Берг воспользовался случаем спросить с особенною учтивостью, будут ли выдавать теперь, как слышно было, удвоенное фуражное армейским ротным командирам? На это князь Андрей с улыбкой отвечал, что он не может судить о столь важных государственных распоряжениях, и Берг радостно рассмеялся.
-- Об вашем деле, -- обратился князь Андрей к Борису, -- мы поговорим как-нибудь после, -- и он оглянулся на Ростова, как бы этим показывая ему, что он был лишний. Ростов вспыхнул, ничего не сказав. Болконский продолжал: -- Вы приходите ко мне после смотра, мы все сделаем, что можно будет.
И чтобы сказать, наконец, что-нибудь прежде, чем уйти, он обратился к Ростову, которого положение детского непреодолимого конфуза, переходящего в озлобление, он и не удостоивал заметить, и сказал:
-- Вы, кажется, про шенграбенское дело рассказывали? Вы были там?
-- Я был там, -- с озлоблением сказал Ростов, как будто бы этим желая оскорбить адъютанта.
Болконский заметил состояние гусара, и оно ему показалось забавно. Он слегка презрительно улыбнулся.
-- Да! Много теперь рассказов про это дело.
-- Да, рассказов! -- громко заговорил Ростов, в упор глядя на Болконского вдруг сделавшимися бешеными глазами. -- Да, рассказов много, но наши рассказы -- рассказы тех, которые были в самом огне неприятеля, наши рассказы имеют вес, а не рассказы тех штабных молодчиков, которые получают награды, ничего не делая.
-- К которым, вы предполагаете, что я принадлежу? -- спокойно и весело улыбаясь, проговорил князь Андрей.
Странное чувство озлобления и вместе с тем уважения к спокойствию этой фигуры соединилось в это время в душе Ростова.
-- Я говорю не про вас, -- сказал он, -- я вас не знаю и, признаюсь, не желаю знать.

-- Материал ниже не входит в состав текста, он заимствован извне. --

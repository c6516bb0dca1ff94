use std::collections::HashMap;

use async_trait::async_trait;
use chrono::{DateTime, Utc};
use tokio::sync::RwLock;
use uuid::Uuid;

use herald_common::error::AppError;
use herald_common::types::{NotificationLog, PushToken, ReceiptCheck, TokenRegistration};

use super::NotificationStore;

#[derive(Debug, Default)]
struct MemoryState {
    /// Keyed by the push token string (the uniqueness constraint)
    tokens: HashMap<String, PushToken>,
    logs: Vec<NotificationLog>,
    receipt_checks: HashMap<String, ReceiptCheck>,
}

/// In-memory store for local development and tests.
#[derive(Debug, Default)]
pub struct MemoryNotificationStore {
    state: RwLock<MemoryState>,
}

impl MemoryNotificationStore {
    pub fn new() -> Self {
        Self::default()
    }

    /// Snapshot of a token record, active or not.
    pub async fn token(&self, push_token: &str) -> Option<PushToken> {
        self.state.read().await.tokens.get(push_token).cloned()
    }

    /// Number of token records regardless of state.
    pub async fn token_count(&self) -> usize {
        self.state.read().await.tokens.len()
    }

    /// All logs in insertion order.
    pub async fn logs(&self) -> Vec<NotificationLog> {
        self.state.read().await.logs.clone()
    }

    /// All queued receipt checks, oldest due first.
    pub async fn receipt_checks(&self) -> Vec<ReceiptCheck> {
        let mut checks: Vec<ReceiptCheck> =
            self.state.read().await.receipt_checks.values().cloned().collect();
        checks.sort_by(|a, b| a.due_at.cmp(&b.due_at).then(a.receipt_id.cmp(&b.receipt_id)));
        checks
    }
}

#[async_trait]
impl NotificationStore for MemoryNotificationStore {
    async fn upsert_token(&self, registration: &TokenRegistration) -> Result<PushToken, AppError> {
        let now = Utc::now();
        let mut state = self.state.write().await;

        let token = state
            .tokens
            .entry(registration.push_token.clone())
            .and_modify(|existing| {
                existing.platform = registration.platform;
                existing.device_info = registration.device_info.clone();
                if registration.user_id.is_some() {
                    existing.user_id = registration.user_id;
                }
                existing.active = true;
                existing.last_used = now;
                existing.updated_at = now;
            })
            .or_insert_with(|| PushToken {
                id: Uuid::new_v4(),
                user_id: registration.user_id,
                push_token: registration.push_token.clone(),
                platform: registration.platform,
                device_info: registration.device_info.clone(),
                active: true,
                last_used: now,
                created_at: now,
                updated_at: now,
            });

        Ok(token.clone())
    }

    async fn set_token_active(&self, push_token: &str, active: bool) -> Result<bool, AppError> {
        let mut state = self.state.write().await;
        match state.tokens.get_mut(push_token) {
            Some(token) => {
                token.active = active;
                token.updated_at = Utc::now();
                Ok(true)
            }
            None => Ok(false),
        }
    }

    async fn count_active_tokens(&self) -> Result<i64, AppError> {
        let state = self.state.read().await;
        Ok(state.tokens.values().filter(|t| t.active).count() as i64)
    }

    async fn list_active_tokens(&self) -> Result<Vec<PushToken>, AppError> {
        let state = self.state.read().await;
        let mut tokens: Vec<PushToken> = state.tokens.values().filter(|t| t.active).cloned().collect();
        tokens.sort_by(|a, b| {
            a.created_at
                .cmp(&b.created_at)
                .then_with(|| a.push_token.cmp(&b.push_token))
        });
        Ok(tokens)
    }

    async fn find_tokens(&self, push_tokens: &[String]) -> Result<Vec<PushToken>, AppError> {
        let state = self.state.read().await;
        Ok(push_tokens
            .iter()
            .filter_map(|t| state.tokens.get(t).cloned())
            .collect())
    }

    async fn insert_log(&self, log: &NotificationLog) -> Result<(), AppError> {
        self.state.write().await.logs.push(log.clone());
        Ok(())
    }

    async fn list_logs(
        &self,
        offset: i64,
        limit: i64,
    ) -> Result<(Vec<NotificationLog>, i64), AppError> {
        let state = self.state.read().await;
        let mut logs = state.logs.clone();
        // Stable sort keeps later inserts first among equal timestamps once reversed.
        logs.reverse();
        logs.sort_by(|a, b| b.sent_at.cmp(&a.sent_at));

        let total = logs.len() as i64;
        let page = logs
            .into_iter()
            .skip(offset.max(0) as usize)
            .take(limit.max(0) as usize)
            .collect();
        Ok((page, total))
    }

    async fn enqueue_receipt_checks(&self, checks: &[ReceiptCheck]) -> Result<(), AppError> {
        let mut state = self.state.write().await;
        for check in checks {
            state
                .receipt_checks
                .entry(check.receipt_id.clone())
                .or_insert_with(|| check.clone());
        }
        Ok(())
    }

    async fn fetch_due_receipt_checks(
        &self,
        now: DateTime<Utc>,
        limit: i64,
    ) -> Result<Vec<ReceiptCheck>, AppError> {
        let state = self.state.read().await;
        let mut due: Vec<ReceiptCheck> = state
            .receipt_checks
            .values()
            .filter(|c| c.due_at <= now)
            .cloned()
            .collect();
        due.sort_by(|a, b| a.due_at.cmp(&b.due_at).then(a.receipt_id.cmp(&b.receipt_id)));
        due.truncate(limit.max(0) as usize);
        Ok(due)
    }

    async fn reschedule_receipt_checks(
        &self,
        receipt_ids: &[String],
        due_at: DateTime<Utc>,
    ) -> Result<(), AppError> {
        let mut state = self.state.write().await;
        for id in receipt_ids {
            if let Some(check) = state.receipt_checks.get_mut(id) {
                check.attempts += 1;
                check.due_at = due_at;
            }
        }
        Ok(())
    }

    async fn delete_receipt_checks(&self, receipt_ids: &[String]) -> Result<(), AppError> {
        let mut state = self.state.write().await;
        for id in receipt_ids {
            state.receipt_checks.remove(id);
        }
        Ok(())
    }
}

#[cfg(test)]
mod tests {
    use super::*;
    use herald_common::types::Platform;

    fn registration(token: &str, platform: Platform) -> TokenRegistration {
        TokenRegistration {
            push_token: token.to_string(),
            platform,
            device_info: serde_json::json!({}),
            user_id: None,
        }
    }

    #[tokio::test]
    async fn test_upsert_keeps_one_row_per_token() {
        let store = MemoryNotificationStore::new();
        let first = store
            .upsert_token(&registration("ExponentPushToken[a]", Platform::Android))
            .await
            .unwrap();
        store.set_token_active("ExponentPushToken[a]", false).await.unwrap();

        let second = store
            .upsert_token(&registration("ExponentPushToken[a]", Platform::Ios))
            .await
            .unwrap();

        assert_eq!(first.id, second.id);
        assert!(second.active);
        assert_eq!(second.platform, Platform::Ios);
        assert_eq!(store.token_count().await, 1);
    }

    #[tokio::test]
    async fn test_set_token_active_reports_missing_rows() {
        let store = MemoryNotificationStore::new();
        assert!(!store.set_token_active("ExponentPushToken[none]", false).await.unwrap());
    }

    #[tokio::test]
    async fn test_receipt_checks_due_and_reschedule() {
        let store = MemoryNotificationStore::new();
        let now = Utc::now();
        let check = |id: &str, offset_secs: i64| ReceiptCheck {
            receipt_id: id.to_string(),
            push_token: format!("ExponentPushToken[{}]", id),
            due_at: now + chrono::Duration::seconds(offset_secs),
            attempts: 0,
        };
        store
            .enqueue_receipt_checks(&[check("late", 60), check("due", -60)])
            .await
            .unwrap();

        let due = store.fetch_due_receipt_checks(now, 10).await.unwrap();
        assert_eq!(due.len(), 1);
        assert_eq!(due[0].receipt_id, "due");

        store
            .reschedule_receipt_checks(&["due".to_string()], now + chrono::Duration::seconds(120))
            .await
            .unwrap();
        assert!(store.fetch_due_receipt_checks(now, 10).await.unwrap().is_empty());
        let all = store.receipt_checks().await;
        assert_eq!(all.iter().find(|c| c.receipt_id == "due").unwrap().attempts, 1);

        store.delete_receipt_checks(&["due".to_string(), "late".to_string()]).await.unwrap();
        assert!(store.receipt_checks().await.is_empty());
    }
}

Я говорю вообще про штабных.
-- А я вам вот что скажу, -- со спокойною властью в голосе перебил его князь Андрей. -- Вы, может быть, хотите оскорбить меня, так я готов согласиться с вами, что это очень легко сделать, ежели вы не будете иметь достаточного уважения к самому себе; но согласитесь, что и время и место весьма дурно для этого выбраны. На днях всем нам придется быть на большой, более серьезной дуэли, а кроме того, Друбецкой, который говорит, что он ваш старый приятель, нисколько не виноват в том, что моя физиономия имела несчастие вам не понравиться. Впрочем, -- сказал он, вставая, -- вы знаете мою фамилию и знаете, где найти меня; но не забудьте, -- прибавил он, -- что я не считаю нисколько ни себя, ни вас оскорбленным, и мой совет, как человека старше вас, оставить это дело без последствий. Так в пятницу, после смотра, я жду вас, Борис, до свидания, -- и он вышел.
Ростов вспомнил, что ему надо было ответить, только тогда, когда он уже вышел. Борис знал, что, чем больше бы он просил Ростова оставить это дело, тем бы он был упорнее, и потому он ни слова не сказал про прошедшее. Ростов тоже молчал и через полчаса велел подать лошадь и уехал. Он уехал с сомнением о том, оставался ли Борис его другом или он должен был признаться, что уже навсегда они стали далеки друг от друга. Другое его сомнение состояло в том, ехать ли ему завтра в главную квартиру и вызвать этого ломающегося адъютанта или в самом деле оставить это дело так. То он с злобой думал о том, с каким бы удовольствием вызвал бы на барьер этого маленького, слабого и гордого человечка, то он с удивлением чувствовал, что из всех людей, которых он знал, никого бы с такой радостью он не сделал бы своим другом.
V
На другой день свидания Бориса с Ростовым был смотр австрийских и русских войск, как свежих, пришедших из России, так и тех, которые вернулись из похода с Кутузовым. Оба императора, русский с наследником цесаревичем и австрийский с эрцгерцогом, делали этот смотр союзной восьмидесятитысячной армии.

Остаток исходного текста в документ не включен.